__TASK DESCRIPTION__:
Look through the data below, and copy each line that carries the word "KeyModifiers".

__Records from a dataset__:
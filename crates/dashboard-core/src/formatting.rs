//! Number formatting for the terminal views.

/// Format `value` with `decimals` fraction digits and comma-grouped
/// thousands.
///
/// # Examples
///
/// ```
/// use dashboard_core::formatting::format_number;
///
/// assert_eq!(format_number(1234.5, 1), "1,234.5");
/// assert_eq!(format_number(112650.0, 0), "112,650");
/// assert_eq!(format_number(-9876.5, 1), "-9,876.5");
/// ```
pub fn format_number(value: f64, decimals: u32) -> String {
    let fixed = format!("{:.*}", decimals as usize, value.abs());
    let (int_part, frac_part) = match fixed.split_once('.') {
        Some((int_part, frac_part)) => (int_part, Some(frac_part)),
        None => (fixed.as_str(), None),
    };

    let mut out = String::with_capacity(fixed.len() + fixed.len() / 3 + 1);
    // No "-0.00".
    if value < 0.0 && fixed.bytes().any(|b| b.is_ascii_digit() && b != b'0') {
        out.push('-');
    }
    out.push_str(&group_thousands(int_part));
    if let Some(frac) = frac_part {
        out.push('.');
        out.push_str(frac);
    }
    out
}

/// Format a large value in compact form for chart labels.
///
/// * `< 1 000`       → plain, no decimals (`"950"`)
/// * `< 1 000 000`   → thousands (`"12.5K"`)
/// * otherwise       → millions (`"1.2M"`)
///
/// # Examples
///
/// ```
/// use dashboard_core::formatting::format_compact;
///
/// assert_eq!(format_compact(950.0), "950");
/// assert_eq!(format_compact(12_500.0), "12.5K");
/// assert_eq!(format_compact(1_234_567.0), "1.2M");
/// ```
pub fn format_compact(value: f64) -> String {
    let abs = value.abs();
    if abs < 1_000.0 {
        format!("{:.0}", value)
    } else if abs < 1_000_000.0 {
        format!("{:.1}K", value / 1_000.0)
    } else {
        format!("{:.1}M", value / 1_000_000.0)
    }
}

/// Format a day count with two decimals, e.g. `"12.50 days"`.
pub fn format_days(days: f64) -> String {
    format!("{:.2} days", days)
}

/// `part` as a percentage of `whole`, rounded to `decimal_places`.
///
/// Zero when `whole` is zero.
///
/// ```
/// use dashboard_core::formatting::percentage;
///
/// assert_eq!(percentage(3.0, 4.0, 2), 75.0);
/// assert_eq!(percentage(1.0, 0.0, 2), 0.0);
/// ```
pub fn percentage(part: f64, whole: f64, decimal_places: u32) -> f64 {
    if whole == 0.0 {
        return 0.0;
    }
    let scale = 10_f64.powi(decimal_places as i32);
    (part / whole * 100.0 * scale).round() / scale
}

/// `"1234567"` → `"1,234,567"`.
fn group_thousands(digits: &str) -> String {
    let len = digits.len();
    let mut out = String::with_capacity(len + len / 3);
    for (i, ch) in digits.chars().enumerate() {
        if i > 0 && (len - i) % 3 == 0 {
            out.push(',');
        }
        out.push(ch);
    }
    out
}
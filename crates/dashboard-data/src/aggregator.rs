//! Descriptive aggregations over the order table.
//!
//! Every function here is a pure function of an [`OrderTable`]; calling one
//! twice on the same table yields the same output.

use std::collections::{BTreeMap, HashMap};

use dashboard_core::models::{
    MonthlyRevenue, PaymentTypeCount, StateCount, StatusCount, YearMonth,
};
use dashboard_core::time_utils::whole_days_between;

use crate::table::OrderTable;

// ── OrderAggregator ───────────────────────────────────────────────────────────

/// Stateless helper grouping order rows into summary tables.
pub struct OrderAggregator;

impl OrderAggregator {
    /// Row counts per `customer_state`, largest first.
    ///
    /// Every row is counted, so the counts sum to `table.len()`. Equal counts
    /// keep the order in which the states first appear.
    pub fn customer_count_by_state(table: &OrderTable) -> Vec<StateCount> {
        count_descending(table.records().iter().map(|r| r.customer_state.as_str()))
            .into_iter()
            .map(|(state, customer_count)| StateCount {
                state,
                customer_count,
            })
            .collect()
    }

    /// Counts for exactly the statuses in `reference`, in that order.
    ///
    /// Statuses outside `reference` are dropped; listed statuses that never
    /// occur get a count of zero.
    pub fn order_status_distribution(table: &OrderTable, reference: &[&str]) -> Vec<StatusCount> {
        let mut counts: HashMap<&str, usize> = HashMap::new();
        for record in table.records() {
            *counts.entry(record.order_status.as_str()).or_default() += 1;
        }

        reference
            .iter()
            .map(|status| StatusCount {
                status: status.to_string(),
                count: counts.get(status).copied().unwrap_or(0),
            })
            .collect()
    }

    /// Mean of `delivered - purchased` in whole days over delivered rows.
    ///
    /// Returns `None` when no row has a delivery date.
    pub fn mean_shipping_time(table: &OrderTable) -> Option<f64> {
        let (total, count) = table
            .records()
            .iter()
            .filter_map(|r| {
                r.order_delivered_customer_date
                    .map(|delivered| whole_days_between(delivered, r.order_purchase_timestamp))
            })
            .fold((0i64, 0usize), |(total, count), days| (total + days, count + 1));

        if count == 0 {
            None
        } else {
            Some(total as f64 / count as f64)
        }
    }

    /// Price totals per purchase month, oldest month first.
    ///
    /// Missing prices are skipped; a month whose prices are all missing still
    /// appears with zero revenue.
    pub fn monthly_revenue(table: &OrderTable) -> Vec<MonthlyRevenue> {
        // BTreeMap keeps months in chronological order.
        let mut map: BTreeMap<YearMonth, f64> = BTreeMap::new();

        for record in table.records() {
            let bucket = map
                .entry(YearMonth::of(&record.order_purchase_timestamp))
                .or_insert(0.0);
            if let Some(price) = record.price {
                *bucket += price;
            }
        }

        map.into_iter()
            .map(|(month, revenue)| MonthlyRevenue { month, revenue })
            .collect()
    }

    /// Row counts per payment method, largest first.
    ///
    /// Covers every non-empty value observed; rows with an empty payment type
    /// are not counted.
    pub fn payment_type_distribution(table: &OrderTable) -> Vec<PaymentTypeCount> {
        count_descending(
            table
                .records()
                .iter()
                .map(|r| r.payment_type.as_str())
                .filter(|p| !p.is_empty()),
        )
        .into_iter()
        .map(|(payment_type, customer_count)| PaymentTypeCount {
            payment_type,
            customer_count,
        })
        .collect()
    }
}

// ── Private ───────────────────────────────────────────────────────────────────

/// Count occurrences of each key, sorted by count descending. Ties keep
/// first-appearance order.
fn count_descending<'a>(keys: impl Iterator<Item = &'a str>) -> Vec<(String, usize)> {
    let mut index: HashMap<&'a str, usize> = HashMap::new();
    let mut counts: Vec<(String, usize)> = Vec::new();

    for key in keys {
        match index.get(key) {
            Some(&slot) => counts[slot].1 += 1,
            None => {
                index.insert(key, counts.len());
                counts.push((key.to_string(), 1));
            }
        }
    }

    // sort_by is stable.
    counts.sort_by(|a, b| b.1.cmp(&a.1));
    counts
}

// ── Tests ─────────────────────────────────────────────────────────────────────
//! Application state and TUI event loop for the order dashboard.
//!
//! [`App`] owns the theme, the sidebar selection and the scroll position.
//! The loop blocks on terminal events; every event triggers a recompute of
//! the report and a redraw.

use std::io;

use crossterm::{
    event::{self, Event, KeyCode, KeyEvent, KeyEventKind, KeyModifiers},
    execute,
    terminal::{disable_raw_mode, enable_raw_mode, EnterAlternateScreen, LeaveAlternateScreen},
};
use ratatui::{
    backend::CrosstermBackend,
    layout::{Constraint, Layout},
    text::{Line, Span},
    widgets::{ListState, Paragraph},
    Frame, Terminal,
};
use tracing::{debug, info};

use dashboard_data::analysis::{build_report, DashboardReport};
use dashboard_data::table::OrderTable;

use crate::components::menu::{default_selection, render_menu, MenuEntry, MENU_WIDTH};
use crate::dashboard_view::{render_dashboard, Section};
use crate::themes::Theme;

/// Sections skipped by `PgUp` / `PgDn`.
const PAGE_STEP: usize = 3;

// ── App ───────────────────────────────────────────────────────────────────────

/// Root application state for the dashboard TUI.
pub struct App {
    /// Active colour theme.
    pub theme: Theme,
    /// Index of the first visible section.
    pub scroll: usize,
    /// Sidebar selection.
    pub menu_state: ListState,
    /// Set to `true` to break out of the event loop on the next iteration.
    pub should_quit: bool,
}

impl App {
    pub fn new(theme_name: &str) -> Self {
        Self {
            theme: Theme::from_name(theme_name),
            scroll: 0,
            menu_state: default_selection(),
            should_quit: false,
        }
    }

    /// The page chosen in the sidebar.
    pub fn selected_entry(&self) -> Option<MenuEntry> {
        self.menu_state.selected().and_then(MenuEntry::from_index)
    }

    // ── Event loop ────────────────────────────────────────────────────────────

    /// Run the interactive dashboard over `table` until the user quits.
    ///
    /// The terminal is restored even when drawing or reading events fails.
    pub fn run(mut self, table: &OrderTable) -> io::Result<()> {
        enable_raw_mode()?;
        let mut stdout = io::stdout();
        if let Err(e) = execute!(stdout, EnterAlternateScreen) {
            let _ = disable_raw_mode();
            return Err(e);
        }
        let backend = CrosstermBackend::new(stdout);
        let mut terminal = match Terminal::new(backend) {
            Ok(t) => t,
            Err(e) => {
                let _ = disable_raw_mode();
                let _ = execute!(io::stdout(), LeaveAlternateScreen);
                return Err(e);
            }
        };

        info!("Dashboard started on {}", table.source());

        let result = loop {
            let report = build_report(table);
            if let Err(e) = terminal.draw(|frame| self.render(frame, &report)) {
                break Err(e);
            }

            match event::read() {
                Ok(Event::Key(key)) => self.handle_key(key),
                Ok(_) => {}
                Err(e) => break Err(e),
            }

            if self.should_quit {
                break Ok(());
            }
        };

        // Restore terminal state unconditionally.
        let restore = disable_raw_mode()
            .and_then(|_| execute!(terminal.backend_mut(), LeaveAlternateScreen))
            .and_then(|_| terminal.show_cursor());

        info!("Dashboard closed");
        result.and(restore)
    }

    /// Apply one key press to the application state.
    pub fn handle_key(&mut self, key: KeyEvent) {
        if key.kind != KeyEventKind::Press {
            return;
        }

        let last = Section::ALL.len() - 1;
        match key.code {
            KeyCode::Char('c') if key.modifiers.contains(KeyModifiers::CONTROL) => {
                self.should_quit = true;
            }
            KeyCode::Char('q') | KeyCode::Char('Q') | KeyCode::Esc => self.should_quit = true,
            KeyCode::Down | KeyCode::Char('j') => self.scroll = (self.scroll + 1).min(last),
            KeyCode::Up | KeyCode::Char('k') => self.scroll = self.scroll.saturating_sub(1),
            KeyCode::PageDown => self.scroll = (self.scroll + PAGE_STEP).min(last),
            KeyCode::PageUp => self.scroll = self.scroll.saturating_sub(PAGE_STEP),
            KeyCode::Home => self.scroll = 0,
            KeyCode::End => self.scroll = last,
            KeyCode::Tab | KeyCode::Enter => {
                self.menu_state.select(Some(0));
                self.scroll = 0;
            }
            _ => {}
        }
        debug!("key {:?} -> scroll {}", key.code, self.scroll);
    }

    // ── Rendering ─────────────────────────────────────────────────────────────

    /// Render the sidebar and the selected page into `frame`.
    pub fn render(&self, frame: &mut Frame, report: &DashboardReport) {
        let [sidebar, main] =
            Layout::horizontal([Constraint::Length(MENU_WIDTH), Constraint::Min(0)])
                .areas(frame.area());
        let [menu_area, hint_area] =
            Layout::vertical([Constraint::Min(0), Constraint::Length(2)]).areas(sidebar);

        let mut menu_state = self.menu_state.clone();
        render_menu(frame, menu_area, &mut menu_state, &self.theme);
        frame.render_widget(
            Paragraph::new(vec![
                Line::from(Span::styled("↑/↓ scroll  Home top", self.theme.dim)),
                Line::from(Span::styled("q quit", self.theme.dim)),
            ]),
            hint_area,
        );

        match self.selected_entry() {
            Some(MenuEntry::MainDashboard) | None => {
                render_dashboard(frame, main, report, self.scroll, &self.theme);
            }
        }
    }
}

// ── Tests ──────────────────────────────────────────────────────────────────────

__OUTPUT BELOW__:
    event::{self, Event, KeyCode, KeyEvent, KeyEventKind, KeyModifiers},
            KeyCode::Char('c') if key.modifiers.contains(KeyModifiers::CONTROL) => {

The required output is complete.